A playground for CPU bugs

When I start auditing a target, the first thing that I try to do is get introspection into what is going on. If the target is an obscure device then I’ll likely try to find some bug that allows me to image the entire device, and load it up in an emulator. If it’s some source code I have that is partial, then I’ll try to get some sort of mocking of the external calls it’s making and implement them as I come by them. Once I have the target running on my terms, and not the terms of some locked down device or environment, then I’ll start trying to learn as much about it as possible…

This is no different from what I did when I got into CPU research. Starting with when Meltdown and Spectre came out I started to be the go-to person for writing PoCs for CPU bugs. I developed a few custom OSes early on that were just designed to give a pass/fail indicator if a CPU bug were able to be exploited in a given environment. This was critical in helping test the mitigations that went in place for each CPU bug as they were reported, as testing if these mitigations worked is a surprisingly hard problem.

This led to me having some cleanly made OS-level CPU exploits written up. The custom OS proved to be a great way to test the mitigations, especially as the signal was much higher compared to a traditional OS. In fact, the signal was almost just a bit too strong…

When in a custom operating system it’s a lot easier to play around with weird behaviors of the CPU, without worrying about it affecting the system’s stability. I can easily turn off interrupts, overwrite exception handlers with specialized ones, change MSRs to weird CPU states, and so on.
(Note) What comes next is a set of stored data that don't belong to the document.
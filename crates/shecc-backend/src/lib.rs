//! Architecture lowering, local peephole rewrites, and the ARM/RISC-V
//! encoders (spec §4.G, §4.H). Takes the register allocator's phase-2
//! IR and produces a finished [`shecc_elf::ElfImage`] ready to write to
//! disk.
//!
//! The global-data pointer (`r12` on ARM, `gp` on RISC-V) is loaded
//! once at program start with `.data`'s absolute load address, which is
//! only known once the code segment's length is final — hence the
//! two-step `code_len`/`encode` split in each architecture module.

mod arm;
mod layout;
mod peephole;
mod riscv;

use shecc_ir::{Context, FuncId, Opcode, Result, Target};

/// Marks each block's `Branch` instruction — on both the `BasicBlock`
/// and its lowered `Phase2Instr` — as detached when `else_` is not the
/// block immediately following it in layout (`bb_list`) order. A
/// detached branch needs an extra unconditional jump to `else_`; an
/// attached one just falls through.
fn mark_branch_detachment(ctx: &mut Context, func: FuncId) {
    let bb_list = ctx.funcs.get(func).bb_list.clone();
    for (i, &b) in bb_list.iter().enumerate() {
        let Some(else_block) = ctx.blocks.get(b).else_ else { continue };
        let falls_through = bb_list.get(i + 1).copied() == Some(else_block);
        let detached = !falls_through;
        ctx.blocks.get_mut(b).is_branch_detached = detached;
        if let Some(instr) = ctx
            .blocks
            .get_mut(b)
            .phase2_instructions
            .iter_mut()
            .find(|ins| ins.op == Opcode::Branch)
        {
            instr.is_branch_detached = detached;
        }
    }
}

/// Runs lowering (peephole + branch detachment) and the target's
/// two-pass encoder over every function in `ctx`, returning a finished
/// image containing `.text`, `.data`, and the symbol table.
pub fn compile(ctx: &mut Context) -> Result<shecc_elf::ElfImage> {
    let funcs: Vec<FuncId> = ctx.funcs.iter().map(|(id, _)| id).collect();
    for &f in &funcs {
        peephole::run(ctx, f);
        mark_branch_detachment(ctx, f);
    }

    let machine = match ctx.options.target {
        Target::Arm => shecc_elf::Machine::Arm,
        Target::RiscV32 => shecc_elf::Machine::RiscV,
    };

    let code_len = match ctx.options.target {
        Target::Arm => arm::code_len(ctx, &funcs),
        Target::RiscV32 => riscv::code_len(ctx, &funcs),
    };
    let data_base = shecc_elf::ELF_START + shecc_elf::HEADER_LEN + code_len;
    tracing::debug!(?machine, code_len, data_base, "backend: data segment placed");

    let (words, syms) = match ctx.options.target {
        Target::Arm => arm::encode(ctx, &funcs, data_base)?,
        Target::RiscV32 => riscv::encode(ctx, &funcs, data_base)?,
    };

    let mut code = Vec::with_capacity(words.len() * 4);
    for w in words {
        code.extend_from_slice(&w.to_le_bytes());
    }

    let mut image = shecc_elf::ElfImage::new(machine);
    image.code = code;
    image.data = ctx.data_section.clone();
    image.symbols = syms
        .into_iter()
        .map(|(name, value)| shecc_elf::Symbol { name: ctx.interner.resolve(name).to_string(), value })
        .collect();
    Ok(image)
}
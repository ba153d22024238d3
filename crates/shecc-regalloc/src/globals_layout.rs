//! Global-variable layout into the data section (spec §3 "Variable":
//! `offset` is "stack offset (locals) or data-section offset
//! (globals)"). Runs once per compilation, ahead of any function's
//! per-block allocation, since a global's address must be stable
//! across every function that references it.

use shecc_ir::{align4, Context};

use crate::slots::elem_size;

pub(crate) fn layout(ctx: &mut Context) {
    for var in ctx.globals.clone() {
        let size = elem_size(ctx, var);
        let padded = align4(ctx.data_section.len() as i32);
        while (ctx.data_section.len() as i32) < padded {
            ctx.data_section.push(0);
        }
        let offset = ctx.data_section.len() as i32;
        let value = ctx.var(var).init_val.unwrap_or(0);
        if size == 1 {
            ctx.data_section.push(value as u8);
        } else {
            ctx.data_section.extend_from_slice(&value.to_le_bytes());
        }
        ctx.var_mut(var).offset = offset;
    }
}
//! Linear-scan register allocation (spec §4.F): lowers a function's
//! unwound, constant-folded phase-1 IR into phase-2 IR over a fixed
//! register budget and a monotonic stack frame.
//!
//! Global-variable data-section layout (`layout_globals`) must run once
//! per compilation, before any function's `allocate`, since the
//! data-section offset a global gets here is what every function's
//! `load`/`store` of that global encodes.

mod globals_layout;
mod lastuse;
mod regfile;
mod scan;
mod slots;

use shecc_ir::{CompileError, Context, FuncId, Result};

/// Assign every global variable its data-section offset.
pub fn layout_globals(ctx: &mut Context) {
    globals_layout::layout(ctx);
}

/// Allocate registers and stack slots for one function, turning its
/// phase-1 instructions into phase-2 ones in place.
pub fn allocate(ctx: &mut Context, func: FuncId) -> Result<()> {
    lastuse::compute(ctx, func);
    scan::run(ctx, func);

    let stack_size = ctx.funcs.get(func).stack_size;
    if stack_size > shecc_ir::MAX_STACK_SIZE {
        return Err(CompileError::StackOverflow { loc: ctx.funcs.get(func).decl_loc });
    }
    Ok(())
}
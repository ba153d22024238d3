//! Built-in object-like macros (spec §4.B "Predefined macros"):
//! `__FILE__`, `__LINE__`, `__SHECC__`, and the architecture predicate
//! (`__arm__` or `__riscv`, whichever matches the active target).

pub use shecc_ir::BuiltinMacro;

pub fn builtin_macro_for(name: &str) -> Option<BuiltinMacro> {
    Some(match name {
        "__FILE__" => BuiltinMacro::File,
        "__LINE__" => BuiltinMacro::Line,
        "__SHECC__" => BuiltinMacro::SheccVersion,
        _ => return None,
    })
}

/// Materialize a builtin's expansion at the call site named by `loc`.
/// Unlike user macros, builtins are never rescanned — their expansion
/// is always exactly one token, so there is nothing for a hide-set to
/// guard against.
pub fn expand(
    kind: BuiltinMacro,
    ctx: &mut shecc_ir::Context,
    loc: shecc_ir::SourceLoc,
) -> shecc_ir::Token {
    use shecc_ir::{Token, TokenKind};
    match kind {
        BuiltinMacro::File => {
            let text = ctx.interner.resolve(loc.file).to_string();
            let sym = ctx.intern(&text);
            Token::new(TokenKind::StringLit(sym), loc)
        }
        BuiltinMacro::Line => {
            let sym = ctx.intern(&loc.line.to_string());
            Token::new(TokenKind::Numeric(sym), loc)
        }
        BuiltinMacro::SheccVersion | BuiltinMacro::Arch => {
            let sym = ctx.intern("1");
            Token::new(TokenKind::Numeric(sym), loc)
        }
    }
}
This led to me ending up with almost a playground for CPU vulnerability testing with some pretty standard primitives.

As the number of primitives I had grew, I was able to PoC out a new CPU bug in typically under a day. But then I had to wonder… what would happen if I tried to get the most information out of the processor as possible.

Sushi Roll

And that was the starting of Sushi Roll, my CPU research kernel. I have a whole blog about the Sushi Roll research kernel, and I strongly recommend you read it! Effectively Sushi Roll is a custom kernel with message passing between cores rather than memory sharing. This means that each core has a complete copy of the kernel with no shared accesses. For attacks which need to observe the faintest signal in memory behaviors, this lead to a great amount of isolation.

When looking for a behavior you already understand on a processor, it’s pretty easy to get a signal. But, when doing initial CPU research into the unknowns and undefined behavior, getting this signal out takes every advantage as you can get. Thus in this low-noise CPU research environment, even the faintest leak would cause a pretty large disruption in determinism, which would likely show up as a measurable result earlier than traditional blind CPU research would allow.

Performance Counter Monitoring

In Sushi Roll I implemented a creative technique for monitoring the values in performance counters along with time-stamping them in cycles. Some of the performance counters in Intel processors count things like the number of micro-ops dispatched to each of the execution units on the core. Some of these counters increase during speculation, and with this data and time-stamping I was able to get some of the first-ever insights into what processor behavior was actually occurring during speculation!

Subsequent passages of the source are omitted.